# INSTRUCTIONS FOR THE TASK
Start at the line below containing "assert_eq!(next.score, EMP_COST);" and stop at the line containing "assert!(s.enemies[0].emp_disabled);". Repeat every line of that stretch exactly, and nothing outside it.

● ● ● ● ● ● ●

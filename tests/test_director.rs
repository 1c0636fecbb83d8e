use glam::Vec2;
use koukaton_shooter::consts::*;
use koukaton_shooter::director::{activate_emp, activate_gravity, activate_shield, activate_skill, level_at, step};
use koukaton_shooter::entities::*;
use koukaton_shooter::patterns::BossSchedule;
use koukaton_shooter::{init_state, tick, Command, FrameInput, GameState, GameStatus, Settings};

use rand::rngs::StdRng;
use rand::SeedableRng;

/// Fresh state on a frame that spawns nothing.
fn make_state() -> GameState {
    let mut s = init_state(&Settings::default());
    s.frame = 1;
    s
}

fn seeded_rng() -> StdRng {
    StdRng::seed_from_u64(42)
}

fn idle() -> FrameInput {
    FrameInput::default()
}

fn commands(list: &[Command]) -> FrameInput {
    FrameInput {
        commands: list.to_vec(),
        ..FrameInput::default()
    }
}

fn parked_enemy(center: Vec2, interval: Option<u64>) -> Enemy {
    let mut e = Enemy::new(2, &mut seeded_rng());
    e.rect.set_center(center);
    e.state = EnemyState::Stop;
    e.vel = Vec2::ZERO;
    e.interval = interval;
    e
}

// ── init_state ────────────────────────────────────────────────────────────────

#[test]
fn init_state_player_at_bottom_centre() {
    let s = init_state(&Settings::default());
    assert_eq!(s.player.rect.center(), Vec2::new(450.0, 700.0));
    assert_eq!(s.player.facing, Facing::RIGHT);
}

#[test]
fn init_state_counters() {
    let s = init_state(&Settings::default());
    assert_eq!(s.score, 0);
    assert_eq!(s.frame, 0);
    assert_eq!(s.lives, LIVES);
    assert_eq!(s.skill_charges, SKILL_CHARGES);
    assert_eq!(s.frame_rate, FRAME_RATE);
    assert_eq!(s.status, GameStatus::Playing);
    assert!(s.enemies.is_empty());
    assert!(!s.boss_spawned);
}

#[test]
fn init_state_follows_settings() {
    let settings = Settings {
        frame_rate: 30,
        skill_charges: 1,
        lives: 5,
        ..Settings::default()
    };
    let s = init_state(&settings);
    assert_eq!(s.frame_rate, 30);
    assert_eq!(s.skill_charges, 1);
    assert_eq!(s.lives, 5);
}

#[test]
fn init_state_caps_frame_rate() {
    let settings = Settings {
        frame_rate: u32::MAX,
        ..Settings::default()
    };
    let mut s = init_state(&settings);
    assert_eq!(s.frame_rate, MAX_FRAME_RATE);
    assert!(activate_skill(&mut s));
    assert_eq!(s.player.invincible_timer, MAX_FRAME_RATE * SKILL_SECONDS);
}

// ── tick basics ───────────────────────────────────────────────────────────────

#[test]
fn tick_increments_frame() {
    let s = make_state();
    let next = tick(&s, &idle(), &mut seeded_rng());
    assert_eq!(next.frame, 2);
}

#[test]
fn tick_leaves_input_state_untouched() {
    let s = make_state();
    let input = FrameInput {
        keys: DirectionSet::of(&[Direction::Left]),
        ..FrameInput::default()
    };
    let next = tick(&s, &input, &mut seeded_rng());
    assert_eq!(s.frame, 1);
    assert_eq!(s.player.rect.center(), Vec2::new(450.0, 700.0));
    assert_eq!(next.player.rect.center(), Vec2::new(440.0, 700.0));
}

#[test]
fn seeded_runs_are_reproducible() {
    let mut a = init_state(&Settings::default());
    let mut b = a.clone();
    let mut rng_a = seeded_rng();
    let mut rng_b = seeded_rng();
    let input = FrameInput { fire: true, ..FrameInput::default() };
    for _ in 0..400 {
        a = tick(&a, &input, &mut rng_a);
        b = tick(&b, &input, &mut rng_b);
    }
    assert_eq!(a.frame, b.frame);
    assert_eq!(a.score, b.score);
    assert_eq!(a.status, b.status);
    assert_eq!(a.bombs.len(), b.bombs.len());
    let ca: Vec<_> = a.enemies.iter().map(|e| e.rect.center()).collect();
    let cb: Vec<_> = b.enemies.iter().map(|e| e.rect.center()).collect();
    assert_eq!(ca, cb);
}

#[test]
fn ended_run_is_frozen() {
    let mut s = make_state();
    s.status = GameStatus::GameOver;
    let next = tick(&s, &FrameInput { fire: true, ..FrameInput::default() }, &mut seeded_rng());
    assert_eq!(next.frame, s.frame);
    assert!(next.beams.is_empty());
}

#[test]
fn quit_command_stops_the_run() {
    let s = make_state();
    let next = tick(&s, &commands(&[Command::Quit]), &mut seeded_rng());
    assert_eq!(next.status, GameStatus::Quit);
    assert_eq!(next.frame, s.frame);
}

// ── Firing ────────────────────────────────────────────────────────────────────

#[test]
fn fire_on_shot_interval() {
    let mut s = make_state();
    s.frame = 10;
    let next = tick(&s, &FrameInput { fire: true, ..FrameInput::default() }, &mut seeded_rng());
    assert_eq!(next.beams.len(), BEAM_FAN as usize);
}

#[test]
fn fire_off_interval_does_nothing() {
    let mut s = make_state();
    s.frame = 11;
    let next = tick(&s, &FrameInput { fire: true, ..FrameInput::default() }, &mut seeded_rng());
    assert!(next.beams.is_empty());
}

#[test]
fn skill_enables_rapid_fire_next_frame() {
    let mut s = make_state();
    s.frame = 14;
    let mut rng = seeded_rng();
    s = tick(&s, &commands(&[Command::ActivateSkill]), &mut rng);
    assert_eq!(s.player.shot_interval, RAPID_SHOT_INTERVAL);
    s = tick(&s, &FrameInput { fire: true, ..FrameInput::default() }, &mut rng);
    assert_eq!(s.beams.len(), BEAM_FAN as usize);
}

// ── Spawning ──────────────────────────────────────────────────────────────────

#[test]
fn level_steps_every_thousand_frames() {
    assert_eq!(level_at(0), 1);
    assert_eq!(level_at(999), 1);
    assert_eq!(level_at(1000), 2);
    assert_eq!(level_at(3000), 4);
}

#[test]
fn boss_arrives_on_level_one() {
    let s = init_state(&Settings::default());
    let next = tick(&s, &idle(), &mut seeded_rng());
    assert!(next.boss_spawned);
    assert_eq!(next.enemies.len(), 1);
    assert!(next.enemies[0].is_boss());
    assert_eq!(next.enemies[0].max_hp, 60);
}

#[test]
fn boss_replaces_the_roster() {
    let mut s = init_state(&Settings::default());
    s.enemies.push(parked_enemy(Vec2::new(200.0, 200.0), Some(77)));
    s.enemies.push(parked_enemy(Vec2::new(400.0, 200.0), Some(77)));
    let next = tick(&s, &idle(), &mut seeded_rng());
    assert_eq!(next.enemies.len(), 1);
    assert!(next.enemies[0].is_boss());
}

#[test]
fn normal_enemy_on_level_two() {
    let mut s = make_state();
    s.frame = 1100;
    let next = tick(&s, &idle(), &mut seeded_rng());
    assert!(!next.boss_spawned);
    assert_eq!(next.enemies.len(), 1);
    assert_eq!(next.enemies[0].kind, EnemyKind::Normal);
    assert_eq!(next.enemies[0].max_hp, 5);
}

#[test]
fn no_spawns_while_boss_lives() {
    let mut rng = seeded_rng();
    let mut s = init_state(&Settings::default());
    s = tick(&s, &idle(), &mut rng);
    s.frame = 200;
    let next = tick(&s, &idle(), &mut rng);
    assert_eq!(next.enemies.len(), 1);
}

#[test]
fn boss_flag_clears_when_boss_is_gone() {
    let mut s = make_state();
    s.boss_spawned = true;
    let next = tick(&s, &idle(), &mut seeded_rng());
    assert!(!next.boss_spawned);
}

// ── Enemy attacks ─────────────────────────────────────────────────────────────

#[test]
fn parked_enemy_fires_on_its_interval() {
    let mut s = make_state();
    s.frame = 50;
    s.enemies.push(parked_enemy(Vec2::new(450.0, 300.0), Some(50)));
    let next = tick(&s, &idle(), &mut seeded_rng());
    assert!(!next.bombs.is_empty());
    assert_eq!(next.enemies[0].state, EnemyState::Offset);
    assert!(!next.enemies[0].ready_to_shoot);
}

#[test]
fn emp_disabled_enemy_never_fires() {
    let mut s = make_state();
    s.frame = 50;
    let mut e = parked_enemy(Vec2::new(450.0, 300.0), Some(50));
    e.apply_emp();
    s.enemies.push(e);
    let next = tick(&s, &idle(), &mut seeded_rng());
    assert!(next.bombs.is_empty());
    assert_eq!(next.enemies[0].state, EnemyState::Stop);
}

#[test]
fn unguarded_hit_is_game_over() {
    let mut s = make_state();
    s.bombs.push(Bomb::new(s.player.rect.center(), 10.0, 5.0, 270.0, BOMB_COLORS[0]));
    let next = tick(&s, &idle(), &mut seeded_rng());
    assert_eq!(next.status, GameStatus::GameOver);
    assert!(next.last_report.player_hit);
    assert!(next.bombs.is_empty());
    assert_eq!(next.frame, s.frame);
}

// ── Boss attacks ──────────────────────────────────────────────────────────────

/// State one frame after the level-one boss arrived, bombs cleared and the
/// boss locked on the ring tier.
fn boss_on_ring(rng: &mut StdRng) -> GameState {
    let mut s = tick(&init_state(&Settings::default()), &idle(), rng);
    s.bombs.clear();
    s.boss = BossSchedule { roll: Some(100) };
    s
}

#[test]
fn boss_opens_fire_on_its_first_frame() {
    let next = tick(&init_state(&Settings::default()), &idle(), &mut seeded_rng());
    let tier = next.boss.tier().unwrap();
    let expected: usize = tier.volleys(0).iter().map(|f| f.count as usize).sum();
    assert!(expected > 0);
    assert_eq!(next.bombs.len(), expected);

    // Every bomb left from the boss's bottom-centre at its spawn point.
    let muzzle = Vec2::new(GAME_WIDTH / 2.0, BOSS_SPAWN_Y + BOSS_SIZE.1 / 2.0);
    for bomb in &next.bombs {
        assert!((bomb.rect.center() - bomb.vel).abs_diff_eq(muzzle, 1e-3));
    }
}

#[test]
fn ring_tier_fires_twenty_from_the_muzzle() {
    let mut rng = seeded_rng();
    let mut s = boss_on_ring(&mut rng);
    s.frame = 10;
    let muzzle = s.enemies[0].rect.bottom_center();
    let next = tick(&s, &idle(), &mut rng);
    assert_eq!(next.bombs.len(), 20);
    for bomb in &next.bombs {
        assert!((bomb.rect.center() - bomb.vel).abs_diff_eq(muzzle, 1e-3));
        assert!((bomb.vel.length() - 5.0).abs() < 1e-4);
    }
}

#[test]
fn boss_is_silent_at_the_tail_of_each_window() {
    let mut rng = seeded_rng();
    let mut s = boss_on_ring(&mut rng);
    for frame in [200, 210, 250, 290, 510] {
        s.frame = frame;
        let next = tick(&s, &idle(), &mut rng);
        assert!(next.bombs.is_empty(), "volley on frame {frame}");
        assert!(next.boss_spawned);
    }
}

#[test]
fn boss_volleys_stop_once_gravity_kills_it() {
    let mut rng = seeded_rng();
    let mut s = boss_on_ring(&mut rng);
    s.frame = 10;
    s.score = GRAVITY_COST;

    // The ring fires, then the sweep takes the bombs and the boss.
    let mut s = tick(&s, &commands(&[Command::ActivateGravity]), &mut rng);
    assert!(s.enemies.is_empty());
    assert!(!s.boss_spawned);
    assert!(s.bombs.is_empty());
    assert_eq!(s.score, 20 * BOMB_SCORE + ENEMY_SCORE);

    s.gravities.clear();
    s.frame = 20;
    let next = tick(&s, &idle(), &mut rng);
    assert!(next.bombs.is_empty());
    assert!(next.enemies.is_empty());
}

// ── Abilities ─────────────────────────────────────────────────────────────────

#[test]
fn skill_spends_a_charge_and_flashes() {
    let mut s = make_state();
    assert!(activate_skill(&mut s));
    assert_eq!(s.skill_charges, 2);
    assert_eq!(s.flashes.len(), 1);
    assert!(s.player.invincible);
}

#[test]
fn skill_without_charges_fails() {
    let mut s = make_state();
    s.skill_charges = 0;
    assert!(!activate_skill(&mut s));
    assert!(s.flashes.is_empty());
    assert!(!s.player.invincible);
}

#[test]
fn skill_wears_off_after_five_seconds() {
    let mut rng = seeded_rng();
    let mut s = tick(&make_state(), &commands(&[Command::ActivateSkill]), &mut rng);
    for _ in 1..249 {
        s = tick(&s, &idle(), &mut rng);
    }
    assert!(s.player.invincible);
    s = tick(&s, &idle(), &mut rng);
    assert!(!s.player.invincible);
    assert!(!s.player.rapid_fire);
    assert_eq!(s.status, GameStatus::Playing);
}

#[test]
fn emp_needs_score() {
    let mut s = make_state();
    assert!(!activate_emp(&mut s));
    assert!(s.emps.is_empty());
    assert_eq!(s.score, 0);
}

#[test]
fn emp_spends_score_and_expires() {
    let mut rng = seeded_rng();
    let mut s = make_state();
    s.score = EMP_COST;
    s = tick(&s, &commands(&[Command::ActivateEmp]), &mut rng);
    assert_eq!(s.score, 0);
    assert_eq!(s.emps.len(), 1);
    s = tick(&s, &idle(), &mut rng);
    assert_eq!(s.emps.len(), 1);
    s = tick(&s, &idle(), &mut rng);
    assert!(s.emps.is_empty());
}

#[test]
fn only_one_emp_at_a_time() {
    let mut s = make_state();
    s.score = 2 * EMP_COST;
    let next = tick(&s, &commands(&[Command::ActivateEmp, Command::ActivateEmp]), &mut seeded_rng());
    assert_eq!(next.emps.len(), 1);
    assert_eq!(next.score, EMP_COST);
}

#[test]
fn emp_disables_everything_on_screen() {
    let mut s = make_state();
    s.score = EMP_COST;
    s.enemies.push(parked_enemy(Vec2::new(200.0, 200.0), Some(50)));
    s.bombs.push(Bomb::new(Vec2::new(100.0, 100.0), 10.0, 6.0, 270.0, BOMB_COLORS[0]));
    assert!(activate_emp(&mut s));
    assert!(s.enemies[0].emp_disabled);
    assert_eq!(s.enemies[0].interval, None);
    assert!(s.bombs[0].disabled);
}

#[test]
fn gravity_needs_two_hundred() {
    let mut s = make_state();
    s.score = GRAVITY_COST - 1;
    assert!(!activate_gravity(&mut s));
    s.score = GRAVITY_COST;
    assert!(activate_gravity(&mut s));
    assert_eq!(s.score, 0);
    assert_eq!(s.gravities.len(), 1);
}

#[test]
fn gravity_sweeps_in_its_first_frame() {
    let mut s = make_state();
    s.score = GRAVITY_COST;
    s.bombs.push(Bomb::new(Vec2::new(100.0, 100.0), 10.0, 5.0, 270.0, BOMB_COLORS[0]));
    s.bombs.push(Bomb::new(Vec2::new(200.0, 100.0), 10.0, 5.0, 270.0, BOMB_COLORS[1]));
    s.enemies.push(parked_enemy(Vec2::new(600.0, 200.0), Some(77)));
    let next = tick(&s, &commands(&[Command::ActivateGravity]), &mut seeded_rng());
    assert_eq!(next.score, 2 * BOMB_SCORE + ENEMY_SCORE);
    assert!(next.bombs.is_empty());
    assert!(next.enemies.is_empty());
}

#[test]
fn shield_needs_fifty_and_is_unique() {
    let mut s = make_state();
    s.score = 2 * SHIELD_COST;
    assert!(activate_shield(&mut s));
    assert_eq!(s.score, SHIELD_COST);
    assert!(!activate_shield(&mut s));
    assert_eq!(s.score, SHIELD_COST);
    assert_eq!(s.shields.len(), 1);
}

#[test]
fn gravity_fields_may_stack() {
    let mut s = make_state();
    s.score = 2 * GRAVITY_COST;
    assert!(activate_gravity(&mut s));
    assert!(activate_gravity(&mut s));
    assert_eq!(s.gravities.len(), 2);
}

#[test]
fn step_matches_tick() {
    let s = make_state();
    let mut in_place = s.clone();
    step(&mut in_place, &idle(), &mut seeded_rng());
    let next = tick(&s, &idle(), &mut seeded_rng());
    assert_eq!(in_place.frame, next.frame);
    assert_eq!(in_place.player.rect, next.player.rect);
}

● ● ● ● ● ● ●

# EXERCISE OUTPUT
    assert_eq!(next.score, EMP_COST);
}

#[test]
fn emp_disables_everything_on_screen() {
    let mut s = make_state();
    s.score = EMP_COST;
    s.enemies.push(parked_enemy(Vec2::new(200.0, 200.0), Some(50)));
    s.bombs.push(Bomb::new(Vec2::new(100.0, 100.0), 10.0, 6.0, 270.0, BOMB_COLORS[0]));
    assert!(activate_emp(&mut s));
    assert!(s.enemies[0].emp_disabled);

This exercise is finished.